On the day of the wedding, Justin brings Austin and Ignacio brings Elena. Henry does not attend the wedding and Daniel arrives dateless, he then tells Betty that she looks great. He gazes at her while Hilda gives a speech about soulmates who know each other better than they know themselves and would do anything to protect them. Betty decides to accept the London job and Justin also takes a big step by leading Austin to the dance floor in front of his proud family. Marc tells Spencer that he is looking for a serious relationship but Spencer tells him that he only came to the wedding to please Amanda. Marc then spots Spencer's Tweety Bird tattoo, a feature matching one of the known details about Amanda's biological father.

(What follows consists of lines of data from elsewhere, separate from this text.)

//! Property-based tests for number formatting.

use proptest::prelude::*;

use crate::numbering::format::{digit_count, format};

fn arb_affix() -> impl Strategy<Value = String> {
    "[A-Z]{0,4}-?"
}

fn arb_template() -> impl Strategy<Value = Option<String>> {
    prop_oneof![
        Just(None),
        Just(Some("{prefix}{number}{suffix}".to_string())),
        Just(Some("{suffix}/{number}/{prefix}".to_string())),
        Just(Some("   ".to_string())),
    ]
}

proptest! {
    #![proptest_config(ProptestConfig::with_cases(200))]

    /// Identical inputs always render identically.
    #[test]
    fn prop_format_is_deterministic(
        prefix in arb_affix(),
        suffix in arb_affix(),
        number in 0i64..=i64::MAX,
        length in 1u32..=18,
        template in arb_template(),
    ) {
        let first = format(&prefix, number, length, &suffix, template.as_deref());
        let second = format(&prefix, number, length, &suffix, template.as_deref());
        prop_assert_eq!(first, second);
    }

    /// The numeric part is padded to at least the configured width and never truncated.
    #[test]
    fn prop_number_is_never_truncated(number in 0i64..=i64::MAX, length in 1u32..=18) {
        let rendered = format("", number, length, "", None);
        let width = digit_count(number).max(length) as usize;
        prop_assert_eq!(rendered.len(), width);
        prop_assert_eq!(rendered.trim_start_matches('0').parse::<i64>().unwrap_or(0), number);
    }

    /// Without a template the output is prefix, number, suffix in order.
    #[test]
    fn prop_default_layout(
        prefix in arb_affix(),
        suffix in arb_affix(),
        number in 0i64..1_000_000,
    ) {
        let rendered = format(&prefix, number, 6, &suffix, None);
        prop_assert!(rendered.starts_with(&prefix));
        prop_assert!(rendered.ends_with(&suffix));
        prop_assert_eq!(rendered.len(), prefix.len() + 6 + suffix.len());
    }

    /// Distinct numbers render to distinct strings under the same configuration.
    #[test]
    fn prop_distinct_numbers_distinct_output(
        a in 0i64..10_000_000,
        b in 0i64..10_000_000,
        length in 1u32..=8,
        template in arb_template(),
    ) {
        prop_assume!(a != b);
        prop_assert_ne!(
            format("INV-", a, length, "", template.as_deref()),
            format("INV-", b, length, "", template.as_deref())
        );
    }
}
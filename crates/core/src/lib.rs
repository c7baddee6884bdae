//! Core numbering logic for Tally.
//!
//! This crate contains pure business logic with ZERO web or database dependencies.
//! Storage is reached through the traits in [`numbering::store`]; the database
//! crate implements them for Postgres and [`numbering::memory`] implements them
//! in-process.

pub mod numbering;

Tyler tells Wilhelmina (Vanessa Williams) that she is the only one he can trust and that he just wants his money. He also tells Claire (Judith Light) that he knows the truth about everything, Claire then tells him that she will give him nothing. Claire also goes to confront Wilhelmina and they end up fighting and falling into a pool of water. Wilhelmina realizes that Tyler has taken her gun and goes to warn Claire, but she is too late and Tyler arrives. Wilhelmina then tells them that the situation is all her fault and tries to get Tyler to hand over the gun. Just as he goes to hand it over, the gun goes off.

==Production==
"The Past Presents the Future" was written by Jon Kinnally and Tracy Poust and was directed by Paul Holahan. It first aired on 7 April 2010 in the United States on ABC. In March 2010, it was announced that former Mad Men star Bryan Batt would be guest starring in the episode as soap opera star Spencer Cannon, a romantic interest for Marc St. James. For the first time, Henry and Charlie's son makes his first physical appearance on the show while former recurring character Elena returns after remaining absent since the third season.

The episode sees teenage Justin finally reveal his feelings and his sexual orientation. For weeks, Justin has been seen struggling with his feelings and then finally allowing himself to like his friend, Austin. Creator Silvio Horta said in a 2007 interview that he did not intentionally set out to create television's first mainstream gay child character, he had just wanted a humorous foil for Betty. Indelicato said of the storyline; "I think the writers have really done this whole transition, this whole discovery, with such grace and in not a cliche way." In an interview with Us Weekly he added "I went into [filming] saying this is history, we're making history now, and I'm so happy that it happened."

==Reception==
Critical reception of the episode was positive and favorable. Tanner Stransky of Entertainment Weekly called the episode "one of the most precious hours of television ever." Stransky also praised Justin's coming out and said it "warms my heart that this kind of thing is on network television" and "it's for storylines like this that will make Ugly Betty go down in television history."

Maria Elena Fernandez of the Los Angeles Times also praised the handling of Justin revealing his sexuality saying "its restrained execution proves that Ugly Betty still deserves a special place in TV history." Mrs. Northman of television website, TV Fanatic said "Each minute of "The Past Presents the Future" either had us laughing, smiling, holding our breaths, or crying."